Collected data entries
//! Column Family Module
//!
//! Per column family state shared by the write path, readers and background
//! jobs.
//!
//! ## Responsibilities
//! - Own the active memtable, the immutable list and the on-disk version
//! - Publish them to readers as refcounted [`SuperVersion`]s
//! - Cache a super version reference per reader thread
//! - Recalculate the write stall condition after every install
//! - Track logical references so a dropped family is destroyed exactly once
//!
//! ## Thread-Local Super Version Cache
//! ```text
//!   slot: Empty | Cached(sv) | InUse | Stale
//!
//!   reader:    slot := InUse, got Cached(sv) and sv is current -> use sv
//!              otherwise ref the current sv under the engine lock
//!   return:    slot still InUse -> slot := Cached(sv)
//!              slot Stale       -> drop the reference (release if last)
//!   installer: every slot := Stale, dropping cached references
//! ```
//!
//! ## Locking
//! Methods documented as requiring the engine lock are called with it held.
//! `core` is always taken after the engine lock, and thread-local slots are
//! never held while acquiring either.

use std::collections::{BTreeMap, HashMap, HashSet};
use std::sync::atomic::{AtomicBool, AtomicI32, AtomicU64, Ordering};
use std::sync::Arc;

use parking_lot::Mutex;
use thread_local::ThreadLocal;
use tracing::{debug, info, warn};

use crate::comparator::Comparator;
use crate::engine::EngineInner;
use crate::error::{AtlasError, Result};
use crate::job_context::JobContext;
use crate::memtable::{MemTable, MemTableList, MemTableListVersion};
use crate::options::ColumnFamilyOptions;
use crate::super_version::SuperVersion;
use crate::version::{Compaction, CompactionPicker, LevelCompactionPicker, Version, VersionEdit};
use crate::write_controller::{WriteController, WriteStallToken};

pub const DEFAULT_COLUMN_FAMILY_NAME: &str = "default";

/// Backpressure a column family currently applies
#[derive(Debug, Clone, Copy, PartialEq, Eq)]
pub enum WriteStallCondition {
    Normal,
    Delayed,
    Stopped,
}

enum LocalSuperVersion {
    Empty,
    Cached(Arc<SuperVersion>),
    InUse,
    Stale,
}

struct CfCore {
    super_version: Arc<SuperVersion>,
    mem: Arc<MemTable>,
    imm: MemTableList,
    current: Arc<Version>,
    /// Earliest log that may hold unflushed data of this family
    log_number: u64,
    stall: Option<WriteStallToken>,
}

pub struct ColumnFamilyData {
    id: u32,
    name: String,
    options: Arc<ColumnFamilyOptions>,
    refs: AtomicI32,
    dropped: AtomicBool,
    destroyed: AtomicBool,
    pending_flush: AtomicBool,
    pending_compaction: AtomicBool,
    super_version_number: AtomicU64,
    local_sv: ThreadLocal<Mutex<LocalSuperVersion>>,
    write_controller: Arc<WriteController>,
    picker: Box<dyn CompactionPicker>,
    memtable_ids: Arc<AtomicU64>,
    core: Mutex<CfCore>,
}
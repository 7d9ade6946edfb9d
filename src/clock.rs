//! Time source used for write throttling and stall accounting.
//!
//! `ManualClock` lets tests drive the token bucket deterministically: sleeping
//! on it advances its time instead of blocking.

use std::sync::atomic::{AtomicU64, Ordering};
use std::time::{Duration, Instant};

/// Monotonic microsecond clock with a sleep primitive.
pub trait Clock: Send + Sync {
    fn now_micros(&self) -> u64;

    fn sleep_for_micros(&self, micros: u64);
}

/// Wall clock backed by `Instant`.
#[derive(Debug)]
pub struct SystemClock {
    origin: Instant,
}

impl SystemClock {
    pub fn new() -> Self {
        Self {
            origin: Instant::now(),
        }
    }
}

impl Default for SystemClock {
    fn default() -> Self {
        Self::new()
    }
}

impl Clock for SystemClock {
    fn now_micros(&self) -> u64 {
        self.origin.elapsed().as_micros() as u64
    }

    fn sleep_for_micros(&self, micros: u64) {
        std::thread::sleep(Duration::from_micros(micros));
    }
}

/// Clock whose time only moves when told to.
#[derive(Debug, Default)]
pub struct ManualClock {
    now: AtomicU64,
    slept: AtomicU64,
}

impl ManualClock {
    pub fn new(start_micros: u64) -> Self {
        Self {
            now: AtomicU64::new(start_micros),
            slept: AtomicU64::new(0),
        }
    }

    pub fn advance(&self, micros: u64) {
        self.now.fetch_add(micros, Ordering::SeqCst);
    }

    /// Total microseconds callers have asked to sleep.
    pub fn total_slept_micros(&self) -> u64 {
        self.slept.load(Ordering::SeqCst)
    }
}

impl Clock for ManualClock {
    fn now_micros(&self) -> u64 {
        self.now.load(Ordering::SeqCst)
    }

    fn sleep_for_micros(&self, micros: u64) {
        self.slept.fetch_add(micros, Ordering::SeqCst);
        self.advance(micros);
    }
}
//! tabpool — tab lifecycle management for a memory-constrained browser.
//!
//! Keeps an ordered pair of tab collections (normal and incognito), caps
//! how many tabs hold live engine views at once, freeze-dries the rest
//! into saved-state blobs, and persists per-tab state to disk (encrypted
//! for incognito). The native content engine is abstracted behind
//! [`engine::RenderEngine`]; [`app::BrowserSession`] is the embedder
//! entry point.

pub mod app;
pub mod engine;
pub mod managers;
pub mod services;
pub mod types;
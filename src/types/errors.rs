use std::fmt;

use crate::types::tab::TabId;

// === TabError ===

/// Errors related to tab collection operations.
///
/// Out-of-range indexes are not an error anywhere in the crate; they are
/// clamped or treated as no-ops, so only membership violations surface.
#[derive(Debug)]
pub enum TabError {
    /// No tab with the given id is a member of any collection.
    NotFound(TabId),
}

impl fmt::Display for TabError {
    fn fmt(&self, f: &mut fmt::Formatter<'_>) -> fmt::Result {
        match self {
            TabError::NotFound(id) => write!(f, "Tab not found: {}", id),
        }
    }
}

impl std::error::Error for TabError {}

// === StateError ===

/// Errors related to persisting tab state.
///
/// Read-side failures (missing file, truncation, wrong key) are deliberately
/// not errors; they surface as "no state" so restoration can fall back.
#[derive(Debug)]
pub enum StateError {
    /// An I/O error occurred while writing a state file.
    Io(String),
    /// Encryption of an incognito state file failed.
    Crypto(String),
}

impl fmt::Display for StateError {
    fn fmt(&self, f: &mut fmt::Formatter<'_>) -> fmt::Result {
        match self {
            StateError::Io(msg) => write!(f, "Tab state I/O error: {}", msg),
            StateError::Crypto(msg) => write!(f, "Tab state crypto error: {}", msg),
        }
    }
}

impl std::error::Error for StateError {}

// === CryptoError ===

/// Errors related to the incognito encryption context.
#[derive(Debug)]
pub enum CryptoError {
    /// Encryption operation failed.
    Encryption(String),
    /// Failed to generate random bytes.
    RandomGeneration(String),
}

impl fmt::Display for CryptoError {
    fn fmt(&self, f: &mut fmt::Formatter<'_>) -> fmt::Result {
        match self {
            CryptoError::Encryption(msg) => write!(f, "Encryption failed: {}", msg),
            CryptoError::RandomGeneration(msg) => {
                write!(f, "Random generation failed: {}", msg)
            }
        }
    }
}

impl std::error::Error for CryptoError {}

WHAT YOU ARE ASKED TO DO: Print the entries again so that each one matches exactly.

SOLUTION TO THE PROBLEM:
//! Column Family Module
//!
//! Per column family state shared by the write path, readers and background
//! jobs.
//!
//! ## Responsibilities
//! - Own the active memtable, the immutable list and the on-disk version
//! - Publish them to readers as refcounted [`SuperVersion`]s
//! - Cache a super version reference per reader thread
//! - Recalculate the write stall condition after every install
//! - Track logical references so a dropped family is destroyed exactly once
//!
//! ## Thread-Local Super Version Cache
//! ```text
//!   slot: Empty | Cached(sv) | InUse | Stale
//!
//!   reader:    slot := InUse, got Cached(sv) and sv is current -> use sv
//!              otherwise ref the current sv under the engine lock
//!   return:    slot still InUse -> slot := Cached(sv)
//!              slot Stale       -> drop the reference (release if last)
//!   installer: every slot := Stale, dropping cached references
//! ```
//!
//! ## Locking
//! Methods documented as requiring the engine lock are called with it held.
//! `core` is always taken after the engine lock, and thread-local slots are
//! never held while acquiring either.

use std::collections::{BTreeMap, HashMap, HashSet};
use std::sync::atomic::{AtomicBool, AtomicI32, AtomicU64, Ordering};
use std::sync::Arc;

use parking_lot::Mutex;
use thread_local::ThreadLocal;
use tracing::{debug, info, warn};

use crate::comparator::Comparator;
use crate::engine::EngineInner;
use crate::error::{AtlasError, Result};
use crate::job_context::JobContext;
use crate::memtable::{MemTable, MemTableList, MemTableListVersion};
use crate::options::ColumnFamilyOptions;
use crate::super_version::SuperVersion;
use crate::version::{Compaction, CompactionPicker, LevelCompactionPicker, Version, VersionEdit};
use crate::write_controller::{WriteController, WriteStallToken};

pub const DEFAULT_COLUMN_FAMILY_NAME: &str = "default";

/// Backpressure a column family currently applies
#[derive(Debug, Clone, Copy, PartialEq, Eq)]
pub enum WriteStallCondition {
    Normal,
    Delayed,
    Stopped,
}

enum LocalSuperVersion {
    Empty,
    Cached(Arc<SuperVersion>),
    InUse,
    Stale,
}

struct CfCore {
    super_version: Arc<SuperVersion>,
    mem: Arc<MemTable>,
    imm: MemTableList,
    current: Arc<Version>,
    /// Earliest log that may hold unflushed data of this family
    log_number: u64,
    stall: Option<WriteStallToken>,
}

pub struct ColumnFamilyData {
    id: u32,
    name: String,
    options: Arc<ColumnFamilyOptions>,
    refs: AtomicI32,
    dropped: AtomicBool,
    destroyed: AtomicBool,
    pending_flush: AtomicBool,
    pending_compaction: AtomicBool,
    super_version_number: AtomicU64,
    local_sv: ThreadLocal<Mutex<LocalSuperVersion>>,
    write_controller: Arc<WriteController>,
    picker: Box<dyn CompactionPicker>,
    memtable_ids: Arc<AtomicU64>,
    core: Mutex<CfCore>,
}
repository 7d9ade6946edfb9d
filename src/clock.rs
//! Time source used for write throttling and stall accounting.
//!
//! `ManualClock` lets tests drive the token bucket deterministically: sleeping
//! on it advances its time instead of blocking.

use std::sync::atomic::{AtomicU64, Ordering};
use std::time::{Duration, Instant};

/// Monotonic microsecond clock with a sleep primitive.
pub trait Clock: Send + Sync {
    fn now_micros(&self) -> u64;

    fn sleep_for_micros(&self, micros: u64);
}

/// Wall clock backed by `Instant`.
#[derive(Debug)]
pub struct SystemClock {
    origin: Instant,
}

impl SystemClock {
    pub fn new() -> Self {
        Self {
            origin: Instant::now(),
        }
    }
}

impl Default for SystemClock {
    fn default() -> Self {
        Self::new()
    }
}

impl Clock for SystemClock {
    fn now_micros(&self) -> u64 {
        self.origin.elapsed().as_micros() as u64
    }

    fn sleep_for_micros(&self, micros: u64) {
        std::thread::sleep(Duration::from_micros(micros));
    }
}

/// Clock whose time only moves when told to.
#[derive(Debug, Default)]
pub struct ManualClock {
    now: AtomicU64,
    slept: AtomicU64,
}

impl ManualClock {
    pub fn new(start_micros: u64) -> Self {
        Self {
            now: AtomicU64::new(start_micros),
            slept: AtomicU64::new(0),
        }
    }

    pub fn advance(&self, micros: u64) {
        self.now.fetch_add(micros, Ordering::SeqCst);
    }

    /// Total microseconds callers have asked to sleep.
    pub fn total_slept_micros(&self) -> u64 {
        self.slept.load(Ordering::SeqCst)
    }
}

impl Clock for ManualClock {
    fn now_micros(&self) -> u64 {
        self.now.load(Ordering::SeqCst)
    }

    fn sleep_for_micros(&self, micros: u64) {
        self.slept.fetch_add(micros, Ordering::SeqCst);
        self.advance(micros);
    }
}
//! tabpool — tab lifecycle management for a memory-constrained browser.
//!
//! Keeps an ordered pair of tab collections (normal and incognito), caps
//! how many tabs hold live engine views at once, freeze-dries the rest
//! into saved-state blobs, and persists per-tab state to disk (encrypted
//! for incognito). The native content engine is abstracted behind
//! [`engine::RenderEngine`]; [`app::BrowserSession`] is the embedder
//! entry point.

pub mod app;
pub mod engine;
pub mod managers;
pub mod services;
pub mod types;
filename src/types/errors.rs
use std::fmt;

use crate::types::tab::TabId;

// === TabError ===

/// Errors related to tab collection operations.
///
/// Out-of-range indexes are not an error anywhere in the crate; they are
/// clamped or treated as no-ops, so only membership violations surface.
#[derive(Debug)]
pub enum TabError {
    /// No tab with the given id is a member of any collection.
    NotFound(TabId),
}

impl fmt::Display for TabError {
    fn fmt(&self, f: &mut fmt::Formatter<'_>) -> fmt::Result {
        match self {
            TabError::NotFound(id) => write!(f, "Tab not found: {}", id),
        }
    }
}

impl std::error::Error for TabError {}

// === StateError ===

/// Errors related to persisting tab state.
///
/// Read-side failures (missing file, truncation, wrong key) are deliberately
/// not errors; they surface as "no state" so restoration can fall back.
#[derive(Debug)]
pub enum StateError {
    /// An I/O error occurred while writing a state file.
    Io(String),
    /// Encryption of an incognito state file failed.
    Crypto(String),
}

impl fmt::Display for StateError {
    fn fmt(&self, f: &mut fmt::Formatter<'_>) -> fmt::Result {
        match self {
            StateError::Io(msg) => write!(f, "Tab state I/O error: {}", msg),
            StateError::Crypto(msg) => write!(f, "Tab state crypto error: {}", msg),
        }
    }
}

impl std::error::Error for StateError {}

// === CryptoError ===

/// Errors related to the incognito encryption context.
#[derive(Debug)]
pub enum CryptoError {
    /// Encryption operation failed.
    Encryption(String),
    /// Failed to generate random bytes.
    RandomGeneration(String),
}

impl fmt::Display for CryptoError {
    fn fmt(&self, f: &mut fmt::Formatter<'_>) -> fmt::Result {
        match self {
            CryptoError::Encryption(msg) => write!(f, "Encryption failed: {}", msg),
            CryptoError::RandomGeneration(msg) => {
                write!(f, "Random generation failed: {}", msg)
            }
        }
    }
}

impl std::error::Error for CryptoError {}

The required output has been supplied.